He would go along with the festivities for her. He would've done anything for her.

After my Dad passed we knew that the first Christmas without him was going to be difficult.

All of the "firsts" are.

We have always been a "real tree" family.

My Dad always took the reigns when it came to getting the tree in the house and setup. He loathed every minute of it.

It became a tradition. Dad spouted out every obscenity known to man while he and angled and maneuvered the tree to get it in the door.

Then there was getting the tree in the stand. That was fun.

After a couple of hours and sap and needles everywhere, the tree was ready to be decorated. That's when Mom came in.

After Dad died we had to adjust some traditions.

My brother and I went with my Mom to pick out a tree.

He and I would then get it in the house and set it up for my Mother to decorate.

We knew the first Christmas without Dad wouldn't be easy, but little did we know that someone was working his magic to make one particular part of Christmas a little easier than it had been in the past.

My Mom, my brother, and I went to the Christmas tree farm and the first tree that came into view was perfect.
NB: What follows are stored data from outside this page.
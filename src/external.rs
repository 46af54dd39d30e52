use crate::command::{CommandFactory, Context, ExecutableCommand, ExitCode};
use crate::interpreter::Factory;
use crate::repository::CommandKind;
use anyhow::{Context as _, Result};
use std::io::Write;
use std::path::{Path, PathBuf};
use std::process::{ExitStatus, Stdio};

/// Command that is not a builtin: a program run as a child process.
pub struct ExternalCommand {
    name: String,
    program: PathBuf,
    args: Vec<String>,
}

impl ExternalCommand {
    pub fn new(name: impl Into<String>, program: PathBuf, args: Vec<String>) -> Self {
        Self {
            name: name.into(),
            program,
            args,
        }
    }
}

impl CommandFactory for Factory<ExternalCommand> {
    fn try_create(
        &self,
        ctx: &Context<'_>,
        name: &str,
        args: &[&str],
    ) -> Option<Box<dyn ExecutableCommand>> {
        let program = if name.contains('/') {
            find_command_path(&ctx.env.current_dir, Path::new(name))?
        } else {
            match ctx.commands.lookup(name)? {
                CommandKind::External(path) => path.clone(),
                CommandKind::Builtin => return None,
            }
        };
        Some(Box::new(ExternalCommand::new(
            name,
            program,
            args.iter().map(|x| x.to_string()).collect(),
        )))
    }
}

impl ExecutableCommand for ExternalCommand {
    /// Runs the program to completion with stdin detached, then writes what it printed.
    fn execute(
        self: Box<Self>,
        stdout: &mut dyn Write,
        stderr: &mut dyn Write,
        ctx: &mut Context<'_>,
    ) -> Result<ExitCode> {
        let mut cmd = std::process::Command::new(&self.program);
        cmd.args(&self.args)
            .stdin(Stdio::null())
            .env_clear()
            .envs(&ctx.env.vars)
            .current_dir(&ctx.env.current_dir);
        #[cfg(unix)]
        {
            use std::os::unix::process::CommandExt;
            cmd.arg0(&self.name);
        }

        let output = cmd
            .output()
            .with_context(|| format!("{}: failed to run {}", self.name, self.program.display()))?;
        stdout.write_all(&output.stdout)?;
        stderr.write_all(&output.stderr)?;

        match output.status.code() {
            Some(x) => Ok(x),
            None => Ok(terminated_by_signal(output.status)),
        }
    }
}

#[cfg(unix)]
fn terminated_by_signal(exit_status: ExitStatus) -> i32 {
    use std::os::unix::process::ExitStatusExt;
    if let Some(signal) = ExitStatusExt::signal(&exit_status) {
        128 + signal
    } else if ExitStatusExt::core_dumped(&exit_status) {
        255
    } else {
        -1
    }
}

#[cfg(not(unix))]
fn terminated_by_signal(_exit_status: ExitStatus) -> i32 {
    -1
}

/// Resolve a command given as a path rather than a bare name.
///
/// Absolute paths are used as they are; relative ones (`./foo`, `bin/sh`) are taken
/// relative to the shell's current directory. Only existing regular files resolve.
pub fn find_command_path(cwd: &Path, path: &Path) -> Option<PathBuf> {
    if path.as_os_str().is_empty() {
        return None;
    }
    let full = cwd.join(path);
    full.is_file().then_some(full)
}
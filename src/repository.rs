//! The table of command names the shell knows about.

use crate::env::Environment;
use crate::trie::PrefixTree;
use std::collections::HashMap;
use std::fs;
use std::path::{Path, PathBuf};
use tracing::debug;

/// How a known command name is run.
#[derive(Debug, Clone, PartialEq, Eq)]
pub enum CommandKind {
    Builtin,
    External(PathBuf),
}

/// Every command name the shell can run, indexed for completion.
///
/// Built once when the shell starts: builtins first, then the executables found in each
/// `PATH` directory, in `PATH` order. The first registration of a name wins, so builtins
/// shadow executables and earlier directories shadow later ones.
#[derive(Debug, Default, Clone)]
pub struct CommandRepository {
    tree: PrefixTree,
    commands: HashMap<String, CommandKind>,
}

impl CommandRepository {
    pub fn new() -> Self {
        Self::default()
    }

    /// Registers `builtins` and every executable on the environment's `PATH`.
    pub fn from_env(env: &Environment, builtins: &[&str]) -> Self {
        let mut repository = Self::new();
        for name in builtins {
            repository.add_builtin(name);
        }
        if let Some(search_paths) = env.get_var("PATH") {
            for dir in std::env::split_paths(search_paths) {
                repository.add_directory(&dir);
            }
        }
        debug!(commands = repository.len(), "command repository built");
        repository
    }

    pub fn add_builtin(&mut self, name: &str) -> bool {
        self.add(name, CommandKind::Builtin)
    }

    pub fn add_external(&mut self, name: &str, path: impl Into<PathBuf>) -> bool {
        self.add(name, CommandKind::External(path.into()))
    }

    /// Registers the executables directly inside `dir`. Unreadable directories are skipped.
    ///
    /// Returns how many new names were added.
    pub fn add_directory(&mut self, dir: &Path) -> usize {
        let Ok(entries) = fs::read_dir(dir) else {
            debug!(dir = %dir.display(), "skipping unreadable PATH entry");
            return 0;
        };

        let mut added = 0;
        for entry in entries.flatten() {
            let path = entry.path();
            if !is_executable(&path) {
                continue;
            }
            let Some(name) = path.file_name().and_then(|n| n.to_str()) else {
                continue;
            };
            let name = name.to_string();
            if self.add_external(&name, path) {
                added += 1;
            }
        }
        added
    }

    fn add(&mut self, name: &str, kind: CommandKind) -> bool {
        if name.is_empty() || self.commands.contains_key(name) {
            return false;
        }
        self.tree.insert(name);
        self.commands.insert(name.to_string(), kind);
        true
    }

    pub fn lookup(&self, name: &str) -> Option<&CommandKind> {
        self.commands.get(name)
    }

    /// The command names, for completion.
    pub fn tree(&self) -> &PrefixTree {
        &self.tree
    }

    pub fn len(&self) -> usize {
        self.commands.len()
    }

    pub fn is_empty(&self) -> bool {
        self.commands.is_empty()
    }
}

#[cfg(unix)]
fn is_executable(path: &Path) -> bool {
    use std::os::unix::fs::PermissionsExt;
    fs::metadata(path)
        .map(|m| m.is_file() && m.permissions().mode() & 0o111 != 0)
        .unwrap_or(false)
}

#[cfg(not(unix))]
fn is_executable(path: &Path) -> bool {
    path.is_file()
}

#[cfg(test)]
mod tests {
    use super::*;
    use crate::test_util::make_unique_temp_dir;

    #[cfg(unix)]
    fn touch_executable(path: &Path) {
        use std::os::unix::fs::PermissionsExt;
        fs::write(path, "#!/bin/sh\n").unwrap();
        fs::set_permissions(path, fs::Permissions::from_mode(0o755)).unwrap();
    }

    #[test]
    fn test_builtins_shadow_externals() {
        let mut repo = CommandRepository::new();
        assert!(repo.add_builtin("echo"));
        assert!(!repo.add_external("echo", "/bin/echo"));
        assert!(repo.add_external("ls", "/bin/ls"));

        assert_eq!(repo.lookup("echo"), Some(&CommandKind::Builtin));
        assert_eq!(
            repo.lookup("ls"),
            Some(&CommandKind::External(PathBuf::from("/bin/ls")))
        );
        assert_eq!(repo.lookup("nope"), None);
        assert_eq!(repo.len(), 2);
        assert!(repo.tree().search("ls"));
        assert!(repo.tree().search("echo"));
    }

    #[test]
    #[cfg(unix)]
    fn test_path_order_decides_duplicates() {
        let first = make_unique_temp_dir("first");
        let second = make_unique_temp_dir("second");
        touch_executable(&first.join("tool"));
        touch_executable(&second.join("tool"));
        touch_executable(&second.join("other"));
        // Not executable, not a command.
        fs::write(second.join("notes.txt"), "x").unwrap();
        fs::create_dir_all(second.join("subdir")).unwrap();

        let path = std::env::join_paths([&first, &second]).unwrap();
        let mut vars = HashMap::new();
        vars.insert("PATH".to_string(), path.to_string_lossy().to_string());
        let env = Environment::with_vars(vars, std::env::temp_dir());

        let repo = CommandRepository::from_env(&env, &["cd", "pwd"]);
        assert_eq!(
            repo.lookup("tool"),
            Some(&CommandKind::External(first.join("tool")))
        );
        assert_eq!(
            repo.lookup("other"),
            Some(&CommandKind::External(second.join("other")))
        );
        assert_eq!(repo.lookup("notes.txt"), None);
        assert_eq!(repo.lookup("subdir"), None);
        assert_eq!(repo.lookup("cd"), Some(&CommandKind::Builtin));
        assert_eq!(repo.len(), 4);

        let _ = fs::remove_dir_all(first);
        let _ = fs::remove_dir_all(second);
    }

    #[test]
    fn test_missing_path_directory_is_skipped() {
        let mut repo = CommandRepository::new();
        let missing = std::env::temp_dir().join(format!("tabshell_missing_{}", std::process::id()));
        assert_eq!(repo.add_directory(&missing), 0);
        assert!(repo.is_empty());
    }
}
I'm talking no trimming needed perfect.

Even the employee at the farm was kind of amazed at how we stepped out of the car and walked right up to this perfect tree.

When we got back to my Mother's house, my brother and I brought the tree into the house.

In the past, this was always quite the ordeal. Not this year.

This Christmas tree fit perfectly through the door.

Once we got it into the stand we stepped back a bit to see if it was even.

It was perfect. When do you ever get a tree to stand up perfectly on the first try?

Shockingly, during this entire process, not one needle fell on the floor. Not one.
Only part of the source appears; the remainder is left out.